The pusher 17 is disposed between the glass plate 12 and the sensor unit 16 and is in contact with the glass plate 12 and the sensor unit 16. The pusher 17 is shorter than the sensor unit 16 in the Y direction. The pusher 17 is disposed at a substantially central portion of the SUS plate 15 in the Y direction. The pusher 17 transmits strain from the glass plate 12 to the SUS plate 15.

The cushion 21 is disposed between the bottom surface of the back-side housing unit 11 and the SUS plate 15 and is in contact with the bottom surface of the back-side housing unit 11 and the SUS plate 15. The cushion 21 is shorter than the sensor unit 16 in the Y direction. The cushion 21 is disposed at a substantially central portion of the SUS plate 15 in the Y direction. The cushion 21 is disposed at substantially the same position as the pusher 17 when viewed from the Z direction (in plan view), and has substantially the same shape and size as the pusher 17.

That is, the cushion 21 overlaps with a part of the pusher 17 when viewed from the Z direction (direction perpendicular to the main surface of the SUS plate 15) and does not overlap the entire piezoelectric film 31 described later. Also, as viewed from the Z direction, the area of the portion of the cushion 21 that overlaps the pusher 17 is larger than the area of the portion that does not overlap the pusher 17.

The cushion 21 presses the SUS plate 15 against the pusher 17 via the sensor unit 16 so that the sensor unit 16, the pusher 17 and the glass plate 12 are connected. That is, the cushion 21 supports the SUS plate 15. Thereby, the press applied to the glass plate 12 can be transmitted to the SUS plate 15. When the glass plate 12 is pressed, the SUS plate 15 bends. When the glass plate 12 is no longer pressed, the cushion 21 pushes the SUS plate 15 back. Thereby, when the glass plate 12 is no longer pressed, the SUS plate 15 can be returned to the original flat state.

FIG. 3 is a cross-sectional view of the sensor unit 16 taken along the line AA. The sensor unit 16 includes a piezoelectric film 31, adhesive layers 32 and 33, flat plate electrodes 34 and 35, and base material layers 36 and 37. A plate electrode 34 is attached to one main surface of the piezoelectric film 31 with an adhesive layer 32. A flat plate electrode 35 is attached to the other main surface of the piezoelectric film 31 with an adhesive layer 33. The plate electrodes 34 and 35 are electrically connected to a circuit unit (not shown). A base material layer 36 is disposed on the main surface of the plate electrode 34 opposite to the piezoelectric film 31 side. A base material layer 37 is disposed on the main surface of the plate electrode 35 opposite to the piezoelectric film 31 side. The sensor unit 16 is affixed to the main surface of the SUS plate 15 by the affixing layer 38 so that the base material layer 36 side faces the SUS plate 15.

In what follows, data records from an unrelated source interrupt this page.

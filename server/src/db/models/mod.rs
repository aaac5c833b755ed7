//! Storage models
//!
//! Database-facing entity structs. IDs and references are [`RecordId`]s;
//! conversion into the string-id API models from `shared` happens at the
//! handler boundary.
//!
//! Timestamps are always set application-side (`Utc::now()`), never inside
//! queries, so they round-trip through serde unchanged.

pub mod category;
pub mod item;
pub mod order;
pub mod product;
pub mod sale;
pub mod user;

// Re-exports
pub use category::*;
pub use item::*;
pub use order::*;
pub use product::*;
pub use sale::*;
pub use user::*;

The piezoelectric film 31 is made of PLLA (L-type polylactic acid). PLLA is a chiral polymer, and the main chain has a helical structure. PLLA is uniaxially stretched and has piezoelectricity when the molecules are oriented. The piezoelectric constant of uniaxially stretched PLLA belongs to a very high class among polymers.

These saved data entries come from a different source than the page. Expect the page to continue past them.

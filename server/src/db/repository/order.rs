//! Order Repository
//!
//! CRUD for orders' descriptive fields. `total_price` is the ledger's
//! aggregate: it starts at zero on creation and is only ever changed
//! inside ledger transactions. Order deletion is also a ledger operation
//! (it releases every attached item).

use chrono::Utc;
use shared::models::{OrderCreate, OrderUpdate};
use surrealdb::Surreal;
use surrealdb::engine::local::Db;

use super::{BaseRepository, RepoError, RepoResult, record_id};
use crate::db::models::Order;

const TABLE: &str = "order";

#[derive(Clone)]
pub struct OrderRepository {
    base: BaseRepository,
}

impl OrderRepository {
    pub fn new(db: Surreal<Db>) -> Self {
        Self {
            base: BaseRepository::new(db),
        }
    }

    /// Paginated listing, newest first. `page` is 1-based.
    pub async fn find_page(&self, page: u64, limit: u64) -> RepoResult<Vec<Order>> {
        let start = page.saturating_sub(1) * limit;
        let orders: Vec<Order> = self
            .base
            .db()
            .query(
                "SELECT * FROM type::table('order') ORDER BY created_at DESC \
                 LIMIT $limit START $start",
            )
            .bind(("limit", limit))
            .bind(("start", start))
            .await?
            .take(0)?;
        Ok(orders)
    }

    pub async fn find_by_id(&self, id: &str) -> RepoResult<Option<Order>> {
        let order: Option<Order> = self.base.db().select(record_id(TABLE, id)).await?;
        Ok(order)
    }

    /// Orders belonging to one salesperson, newest first
    pub async fn find_by_sales_person(&self, sales_person_id: &str) -> RepoResult<Vec<Order>> {
        let orders: Vec<Order> = self
            .base
            .db()
            .query(
                "SELECT * FROM type::table('order') WHERE sales_person_id = $sp \
                 ORDER BY created_at DESC",
            )
            .bind(("sp", record_id("user", sales_person_id)))
            .await?
            .take(0)?;
        Ok(orders)
    }

    /// Create an order. It always starts empty: `total_price = 0`.
    pub async fn create(&self, data: OrderCreate) -> RepoResult<Order> {
        let now = Utc::now();
        let order = Order {
            id: None,
            customer_name: data.customer_name,
            customer_contact: data.customer_contact,
            sales_person_id: record_id("user", &data.sales_person_id),
            status: data.status.unwrap_or_default(),
            total_price: 0.0,
            created_at: now,
            updated_at: now,
        };

        let created: Option<Order> = self.base.db().create(TABLE).content(order).await?;
        created.ok_or_else(|| RepoError::Database("Failed to create order".to_string()))
    }

    /// Update descriptive fields only; the total is untouchable here.
    pub async fn update(&self, id: &str, data: OrderUpdate) -> RepoResult<Order> {
        let mut order = self
            .find_by_id(id)
            .await?
            .ok_or_else(|| RepoError::NotFound(format!("Order {id}")))?;

        if let Some(customer_name) = data.customer_name {
            order.customer_name = customer_name;
        }
        if let Some(customer_contact) = data.customer_contact {
            order.customer_contact = Some(customer_contact);
        }
        if let Some(sales_person_id) = data.sales_person_id {
            order.sales_person_id = record_id("user", &sales_person_id);
        }
        if let Some(status) = data.status {
            order.status = status;
        }
        order.updated_at = Utc::now();

        let updated: Option<Order> = self
            .base
            .db()
            .update(record_id(TABLE, id))
            .content(order)
            .await?;
        updated.ok_or_else(|| RepoError::NotFound(format!("Order {id}")))
    }
}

In addition, PLLA generates piezoelectricity by molecular orientation processing such as stretching, and there is no need to perform poling processing like other polymers such as PVDF and piezoelectric ceramics. That is, the piezoelectricity of PLLA that does not belong to ferroelectrics is not expressed by the polarization of ions like ferroelectrics such as PVDF and PZT, but is derived from a helical structure that is a characteristic structure of molecules. is there. For this reason, the pyroelectricity generated in other ferroelectric piezoelectric materials does not occur in PLLA. Further, PVDF or the like shows a change in piezoelectric constant over time, and in some cases, the piezoelectric constant may be significantly reduced, but the piezoelectric constant of PLLA is extremely stable over time.

Stretching direction of PLLA to take three axes, taking uniaxially and biaxially in a direction perpendicular to the three axial directions, the PLLA there is the piezoelectric constant of d ₁₄ (piezoelectric constant shear). The striped piezoelectric film 31 is cut so that the uniaxial direction is the thickness direction and the direction that forms an angle of 45 ° with respect to the triaxial direction (stretching direction) is the longitudinal direction. Thereby, when the piezoelectric film 31 expands and contracts in the longitudinal direction, the piezoelectric film 31 is polarized in the thickness direction.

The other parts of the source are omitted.